▶ _Data supplied_:
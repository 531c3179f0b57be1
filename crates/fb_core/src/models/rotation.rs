//! Rotation configuration: who plays, at which position, for how many
//! minutes.
//!
//! Invariant: for each of the five positions, the minutes of the players
//! whose depth-chart entry is that position sum to exactly 48, so the grand
//! total is exactly 240 (5 x 48). Validation reports every violation found;
//! a config with a non-empty violation list never reaches the simulator.

use std::collections::{HashMap, HashSet};
use std::fmt;

use serde::{Deserialize, Serialize};
use uuid::Uuid;

use super::player::{Player, Position};

/// Regulation game length per position slot, in minutes.
pub const GAME_MINUTES: u16 = 48;
/// Sum of all rotation minutes (five slots x 48).
pub const TOTAL_ROTATION_MINUTES: u16 = 5 * GAME_MINUTES;
pub const MIN_ROTATION_SIZE: u8 = 6;
pub const MAX_ROTATION_SIZE: u8 = 10;

/// One depth-chart row: a player covering a position at a given depth
/// (1 = starter, 2 = first backup, ...).
#[derive(Debug, Clone, Serialize, Deserialize, PartialEq, Eq)]
pub struct DepthChartEntry {
    pub player_id: Uuid,
    pub position: Position,
    pub depth: u8,
}

#[derive(Debug, Clone, Serialize, Deserialize, PartialEq, Eq)]
pub struct RotationConfig {
    pub rotation_size: u8,
    /// Target minutes per rotation player. Keys mirror the depth chart.
    pub player_minutes: HashMap<Uuid, u8>,
    pub depth_chart: Vec<DepthChartEntry>,
}

/// A single validation failure. The validator enumerates all of them
/// instead of stopping at the first.
#[derive(Debug, Clone, Serialize, Deserialize, PartialEq, Eq)]
pub enum RotationViolation {
    PlayerNotOnRoster { player_id: Uuid },
    DuplicatePlayer { player_id: Uuid },
    MissingMinutes { player_id: Uuid },
    InvalidDepth { player_id: Uuid, depth: u8 },
    PositionUncovered { position: Position },
    PositionMinutes { position: Position, minutes: u16 },
    TotalMinutes { minutes: u16 },
    SizeMismatch { declared: u8, found: usize },
    SizeOutOfRange { size: u8 },
}

impl fmt::Display for RotationViolation {
    fn fmt(&self, f: &mut fmt::Formatter) -> fmt::Result {
        match self {
            RotationViolation::PlayerNotOnRoster { player_id } => {
                write!(f, "player {player_id} is not on the roster")
            }
            RotationViolation::DuplicatePlayer { player_id } => {
                write!(f, "player {player_id} appears twice in the depth chart")
            }
            RotationViolation::MissingMinutes { player_id } => {
                write!(f, "player {player_id} has a depth-chart entry but no minutes")
            }
            RotationViolation::InvalidDepth { player_id, depth } => {
                write!(f, "player {player_id} has invalid depth {depth}")
            }
            RotationViolation::PositionUncovered { position } => {
                write!(f, "position {position} has no depth-chart entry")
            }
            RotationViolation::PositionMinutes { position, minutes } => {
                write!(f, "position {position} minutes sum to {minutes}, expected {GAME_MINUTES}")
            }
            RotationViolation::TotalMinutes { minutes } => {
                write!(f, "total minutes sum to {minutes}, expected {TOTAL_ROTATION_MINUTES}")
            }
            RotationViolation::SizeMismatch { declared, found } => {
                write!(f, "rotation size declared {declared} but depth chart has {found} entries")
            }
            RotationViolation::SizeOutOfRange { size } => {
                write!(
                    f,
                    "rotation size {size} outside {MIN_ROTATION_SIZE}..={MAX_ROTATION_SIZE}"
                )
            }
        }
    }
}

impl RotationConfig {
    /// Check this config against a roster. Returns every violation found;
    /// an empty list means the config is valid.
    pub fn validate(&self, roster: &[Player]) -> Vec<RotationViolation> {
        let mut violations = Vec::new();
        let roster_ids: HashSet<Uuid> = roster.iter().map(|p| p.id).collect();

        if !(MIN_ROTATION_SIZE..=MAX_ROTATION_SIZE).contains(&self.rotation_size) {
            violations.push(RotationViolation::SizeOutOfRange { size: self.rotation_size });
        }
        if self.depth_chart.len() != self.rotation_size as usize {
            violations.push(RotationViolation::SizeMismatch {
                declared: self.rotation_size,
                found: self.depth_chart.len(),
            });
        }

        let mut seen = HashSet::new();
        for entry in &self.depth_chart {
            if !roster_ids.contains(&entry.player_id) {
                violations.push(RotationViolation::PlayerNotOnRoster { player_id: entry.player_id });
            }
            if !seen.insert(entry.player_id) {
                violations.push(RotationViolation::DuplicatePlayer { player_id: entry.player_id });
            }
            if entry.depth == 0 {
                violations.push(RotationViolation::InvalidDepth {
                    player_id: entry.player_id,
                    depth: entry.depth,
                });
            }
            if !self.player_minutes.contains_key(&entry.player_id) {
                violations.push(RotationViolation::MissingMinutes { player_id: entry.player_id });
            }
        }

        let mut total: u16 = 0;
        for position in Position::ALL {
            let mut covered = false;
            let mut minutes: u16 = 0;
            for entry in self.depth_chart.iter().filter(|e| e.position == position) {
                covered = true;
                minutes += u16::from(self.minutes_for(entry.player_id));
            }
            if !covered {
                violations.push(RotationViolation::PositionUncovered { position });
            } else if minutes != GAME_MINUTES {
                violations.push(RotationViolation::PositionMinutes { position, minutes });
            }
            total += minutes;
        }
        if total != TOTAL_ROTATION_MINUTES {
            violations.push(RotationViolation::TotalMinutes { minutes: total });
        }

        violations
    }

    pub fn is_valid(&self, roster: &[Player]) -> bool {
        self.validate(roster).is_empty()
    }

    pub fn minutes_for(&self, player_id: Uuid) -> u8 {
        self.player_minutes.get(&player_id).copied().unwrap_or(0)
    }

    /// Depth-chart entries at a position, ordered by depth.
    pub fn entries_at(&self, position: Position) -> Vec<&DepthChartEntry> {
        let mut entries: Vec<&DepthChartEntry> =
            self.depth_chart.iter().filter(|e| e.position == position).collect();
        entries.sort_by_key(|e| e.depth);
        entries
    }
}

▶ _Work request_: Would you restate each of the entries word for word?

▶ _Problem solution_:
repository 531c3179f0b57be1
filename crates/fb_core/src/models/rotation.rs
//! Rotation configuration: who plays, at which position, for how many
//! minutes.
//!
//! Invariant: for each of the five positions, the minutes of the players
//! whose depth-chart entry is that position sum to exactly 48, so the grand
//! total is exactly 240 (5 x 48). Validation reports every violation found;
//! a config with a non-empty violation list never reaches the simulator.

use std::collections::{HashMap, HashSet};
use std::fmt;

use serde::{Deserialize, Serialize};
use uuid::Uuid;

use super::player::{Player, Position};

/// Regulation game length per position slot, in minutes.
pub const GAME_MINUTES: u16 = 48;
/// Sum of all rotation minutes (five slots x 48).
pub const TOTAL_ROTATION_MINUTES: u16 = 5 * GAME_MINUTES;
pub const MIN_ROTATION_SIZE: u8 = 6;
pub const MAX_ROTATION_SIZE: u8 = 10;

/// One depth-chart row: a player covering a position at a given depth
/// (1 = starter, 2 = first backup, ...).
#[derive(Debug, Clone, Serialize, Deserialize, PartialEq, Eq)]
pub struct DepthChartEntry {
    pub player_id: Uuid,
    pub position: Position,
    pub depth: u8,
}

#[derive(Debug, Clone, Serialize, Deserialize, PartialEq, Eq)]
pub struct RotationConfig {
    pub rotation_size: u8,
    /// Target minutes per rotation player. Keys mirror the depth chart.
    pub player_minutes: HashMap<Uuid, u8>,
    pub depth_chart: Vec<DepthChartEntry>,
}

/// A single validation failure. The validator enumerates all of them
/// instead of stopping at the first.
#[derive(Debug, Clone, Serialize, Deserialize, PartialEq, Eq)]
pub enum RotationViolation {
    PlayerNotOnRoster { player_id: Uuid },
    DuplicatePlayer { player_id: Uuid },
    MissingMinutes { player_id: Uuid },
    InvalidDepth { player_id: Uuid, depth: u8 },
    PositionUncovered { position: Position },
    PositionMinutes { position: Position, minutes: u16 },
    TotalMinutes { minutes: u16 },
    SizeMismatch { declared: u8, found: usize },
    SizeOutOfRange { size: u8 },
}

impl fmt::Display for RotationViolation {
    fn fmt(&self, f: &mut fmt::Formatter) -> fmt::Result {
        match self {
            RotationViolation::PlayerNotOnRoster { player_id } => {
                write!(f, "player {player_id} is not on the roster")
            }
            RotationViolation::DuplicatePlayer { player_id } => {
                write!(f, "player {player_id} appears twice in the depth chart")
            }
            RotationViolation::MissingMinutes { player_id } => {
                write!(f, "player {player_id} has a depth-chart entry but no minutes")
            }
            RotationViolation::InvalidDepth { player_id, depth } => {
                write!(f, "player {player_id} has invalid depth {depth}")
            }
            RotationViolation::PositionUncovered { position } => {
                write!(f, "position {position} has no depth-chart entry")
            }
            RotationViolation::PositionMinutes { position, minutes } => {
                write!(f, "position {position} minutes sum to {minutes}, expected {GAME_MINUTES}")
            }
            RotationViolation::TotalMinutes { minutes } => {
                write!(f, "total minutes sum to {minutes}, expected {TOTAL_ROTATION_MINUTES}")
            }
            RotationViolation::SizeMismatch { declared, found } => {
                write!(f, "rotation size declared {declared} but depth chart has {found} entries")
            }
            RotationViolation::SizeOutOfRange { size } => {
                write!(
                    f,
                    "rotation size {size} outside {MIN_ROTATION_SIZE}..={MAX_ROTATION_SIZE}"
                )
            }
        }
    }
}

impl RotationConfig {
    /// Check this config against a roster. Returns every violation found;
    /// an empty list means the config is valid.
    pub fn validate(&self, roster: &[Player]) -> Vec<RotationViolation> {
        let mut violations = Vec::new();
        let roster_ids: HashSet<Uuid> = roster.iter().map(|p| p.id).collect();

        if !(MIN_ROTATION_SIZE..=MAX_ROTATION_SIZE).contains(&self.rotation_size) {
            violations.push(RotationViolation::SizeOutOfRange { size: self.rotation_size });
        }
        if self.depth_chart.len() != self.rotation_size as usize {
            violations.push(RotationViolation::SizeMismatch {
                declared: self.rotation_size,
                found: self.depth_chart.len(),
            });
        }

        let mut seen = HashSet::new();
        for entry in &self.depth_chart {
            if !roster_ids.contains(&entry.player_id) {
                violations.push(RotationViolation::PlayerNotOnRoster { player_id: entry.player_id });
            }
            if !seen.insert(entry.player_id) {
                violations.push(RotationViolation::DuplicatePlayer { player_id: entry.player_id });
            }
            if entry.depth == 0 {
                violations.push(RotationViolation::InvalidDepth {
                    player_id: entry.player_id,
                    depth: entry.depth,
                });
            }
            if !self.player_minutes.contains_key(&entry.player_id) {
                violations.push(RotationViolation::MissingMinutes { player_id: entry.player_id });
            }
        }

        let mut total: u16 = 0;
        for position in Position::ALL {
            let mut covered = false;
            let mut minutes: u16 = 0;
            for entry in self.depth_chart.iter().filter(|e| e.position == position) {
                covered = true;
                minutes += u16::from(self.minutes_for(entry.player_id));
            }
            if !covered {
                violations.push(RotationViolation::PositionUncovered { position });
            } else if minutes != GAME_MINUTES {
                violations.push(RotationViolation::PositionMinutes { position, minutes });
            }
            total += minutes;
        }
        if total != TOTAL_ROTATION_MINUTES {
            violations.push(RotationViolation::TotalMinutes { minutes: total });
        }

        violations
    }

    pub fn is_valid(&self, roster: &[Player]) -> bool {
        self.validate(roster).is_empty()
    }

    pub fn minutes_for(&self, player_id: Uuid) -> u8 {
        self.player_minutes.get(&player_id).copied().unwrap_or(0)
    }

    /// Depth-chart entries at a position, ordered by depth.
    pub fn entries_at(&self, position: Position) -> Vec<&DepthChartEntry> {
        let mut entries: Vec<&DepthChartEntry> =
            self.depth_chart.iter().filter(|e| e.position == position).collect();
        entries.sort_by_key(|e| e.depth);
        entries
    }
}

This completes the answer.